_WHAT IS NEEDED_. Return precisely the opening lines of the listing below, ending with the line that contains "encoded as UTF-8".

Start of Block

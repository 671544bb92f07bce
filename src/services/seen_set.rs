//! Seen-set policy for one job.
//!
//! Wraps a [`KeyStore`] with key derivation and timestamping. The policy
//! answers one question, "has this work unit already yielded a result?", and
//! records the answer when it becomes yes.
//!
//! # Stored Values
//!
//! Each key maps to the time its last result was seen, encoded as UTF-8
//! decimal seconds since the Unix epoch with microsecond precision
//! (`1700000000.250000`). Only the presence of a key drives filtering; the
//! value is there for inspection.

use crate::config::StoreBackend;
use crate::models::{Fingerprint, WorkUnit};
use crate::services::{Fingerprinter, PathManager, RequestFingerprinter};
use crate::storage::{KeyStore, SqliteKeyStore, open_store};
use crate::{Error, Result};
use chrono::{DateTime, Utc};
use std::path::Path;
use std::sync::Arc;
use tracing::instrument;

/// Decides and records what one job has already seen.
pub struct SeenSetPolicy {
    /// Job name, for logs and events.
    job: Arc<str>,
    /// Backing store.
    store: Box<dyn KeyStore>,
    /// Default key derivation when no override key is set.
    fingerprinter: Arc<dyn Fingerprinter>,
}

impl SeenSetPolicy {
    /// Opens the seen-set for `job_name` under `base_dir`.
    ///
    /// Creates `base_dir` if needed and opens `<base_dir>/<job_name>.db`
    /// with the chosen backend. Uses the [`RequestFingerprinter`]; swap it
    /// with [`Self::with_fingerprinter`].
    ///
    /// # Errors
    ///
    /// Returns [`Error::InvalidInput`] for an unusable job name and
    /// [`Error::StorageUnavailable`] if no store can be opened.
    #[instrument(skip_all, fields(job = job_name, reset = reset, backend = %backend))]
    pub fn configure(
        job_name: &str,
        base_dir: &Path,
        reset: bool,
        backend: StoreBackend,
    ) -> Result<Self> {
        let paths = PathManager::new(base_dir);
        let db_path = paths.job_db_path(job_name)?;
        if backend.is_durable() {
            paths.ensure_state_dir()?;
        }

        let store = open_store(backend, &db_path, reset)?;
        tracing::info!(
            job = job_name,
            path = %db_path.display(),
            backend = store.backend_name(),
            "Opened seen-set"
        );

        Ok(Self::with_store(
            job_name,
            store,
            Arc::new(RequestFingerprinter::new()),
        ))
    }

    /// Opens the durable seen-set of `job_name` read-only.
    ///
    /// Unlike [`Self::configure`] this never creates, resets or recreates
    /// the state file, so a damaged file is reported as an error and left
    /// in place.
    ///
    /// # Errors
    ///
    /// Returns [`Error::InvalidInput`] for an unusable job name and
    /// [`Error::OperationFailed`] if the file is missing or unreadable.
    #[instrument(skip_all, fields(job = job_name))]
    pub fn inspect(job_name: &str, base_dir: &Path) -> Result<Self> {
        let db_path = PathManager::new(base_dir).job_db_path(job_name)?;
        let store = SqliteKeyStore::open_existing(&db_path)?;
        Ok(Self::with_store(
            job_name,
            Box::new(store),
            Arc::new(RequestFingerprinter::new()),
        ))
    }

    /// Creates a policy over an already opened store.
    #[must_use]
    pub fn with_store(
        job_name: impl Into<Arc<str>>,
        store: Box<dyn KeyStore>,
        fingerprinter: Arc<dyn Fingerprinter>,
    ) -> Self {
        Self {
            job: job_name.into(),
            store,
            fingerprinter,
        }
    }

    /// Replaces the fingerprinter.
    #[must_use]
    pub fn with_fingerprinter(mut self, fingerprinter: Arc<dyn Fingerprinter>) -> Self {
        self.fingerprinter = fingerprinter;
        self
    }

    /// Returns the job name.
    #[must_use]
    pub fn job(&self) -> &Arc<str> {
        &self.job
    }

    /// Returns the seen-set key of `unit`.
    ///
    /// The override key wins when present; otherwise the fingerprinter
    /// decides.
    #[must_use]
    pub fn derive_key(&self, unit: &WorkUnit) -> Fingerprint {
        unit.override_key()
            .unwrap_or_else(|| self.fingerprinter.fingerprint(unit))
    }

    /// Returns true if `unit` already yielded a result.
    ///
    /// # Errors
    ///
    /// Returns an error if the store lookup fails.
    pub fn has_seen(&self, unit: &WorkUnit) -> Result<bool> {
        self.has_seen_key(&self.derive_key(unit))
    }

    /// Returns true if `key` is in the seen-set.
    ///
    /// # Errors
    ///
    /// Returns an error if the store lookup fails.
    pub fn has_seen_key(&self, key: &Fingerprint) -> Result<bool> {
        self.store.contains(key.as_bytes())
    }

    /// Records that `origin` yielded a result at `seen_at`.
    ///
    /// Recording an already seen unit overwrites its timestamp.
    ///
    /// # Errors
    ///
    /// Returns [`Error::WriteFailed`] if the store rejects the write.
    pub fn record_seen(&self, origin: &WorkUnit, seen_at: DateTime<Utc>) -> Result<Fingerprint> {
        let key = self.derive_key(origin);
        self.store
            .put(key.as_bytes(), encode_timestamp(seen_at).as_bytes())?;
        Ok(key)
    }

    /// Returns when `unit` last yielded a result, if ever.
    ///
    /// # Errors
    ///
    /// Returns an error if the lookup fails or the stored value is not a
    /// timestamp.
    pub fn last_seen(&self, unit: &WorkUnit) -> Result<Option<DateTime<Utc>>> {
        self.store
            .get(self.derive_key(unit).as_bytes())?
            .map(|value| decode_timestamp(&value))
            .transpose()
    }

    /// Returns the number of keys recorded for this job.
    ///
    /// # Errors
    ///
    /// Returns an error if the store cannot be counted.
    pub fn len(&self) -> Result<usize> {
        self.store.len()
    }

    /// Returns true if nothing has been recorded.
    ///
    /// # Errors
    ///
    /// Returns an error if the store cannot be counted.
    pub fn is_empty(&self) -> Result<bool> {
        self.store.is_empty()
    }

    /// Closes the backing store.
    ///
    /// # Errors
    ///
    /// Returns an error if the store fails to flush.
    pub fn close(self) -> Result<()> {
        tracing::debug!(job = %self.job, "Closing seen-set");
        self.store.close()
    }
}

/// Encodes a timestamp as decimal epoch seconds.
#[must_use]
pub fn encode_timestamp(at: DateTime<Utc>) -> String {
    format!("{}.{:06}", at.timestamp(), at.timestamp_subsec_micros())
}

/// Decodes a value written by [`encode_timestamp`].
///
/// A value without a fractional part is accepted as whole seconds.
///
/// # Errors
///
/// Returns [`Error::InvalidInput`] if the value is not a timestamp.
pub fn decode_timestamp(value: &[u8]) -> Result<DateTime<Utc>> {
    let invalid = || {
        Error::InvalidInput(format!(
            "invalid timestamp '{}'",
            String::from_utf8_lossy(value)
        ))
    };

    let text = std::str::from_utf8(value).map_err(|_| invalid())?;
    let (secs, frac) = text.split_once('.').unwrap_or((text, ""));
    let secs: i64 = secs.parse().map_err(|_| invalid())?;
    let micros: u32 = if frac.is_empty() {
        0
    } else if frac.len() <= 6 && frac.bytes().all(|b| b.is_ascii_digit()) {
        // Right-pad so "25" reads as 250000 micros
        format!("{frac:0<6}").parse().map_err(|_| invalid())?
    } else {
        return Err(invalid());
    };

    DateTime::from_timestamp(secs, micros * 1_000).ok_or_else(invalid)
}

End of Block

_RESPONSE BOX_.
repository 671544bb92f07bce
filename src/services/seen_set.rs
//! Seen-set policy for one job.
//!
//! Wraps a [`KeyStore`] with key derivation and timestamping. The policy
//! answers one question, "has this work unit already yielded a result?", and
//! records the answer when it becomes yes.
//!
//! # Stored Values
//!
//! Each key maps to the time its last result was seen, encoded as UTF-8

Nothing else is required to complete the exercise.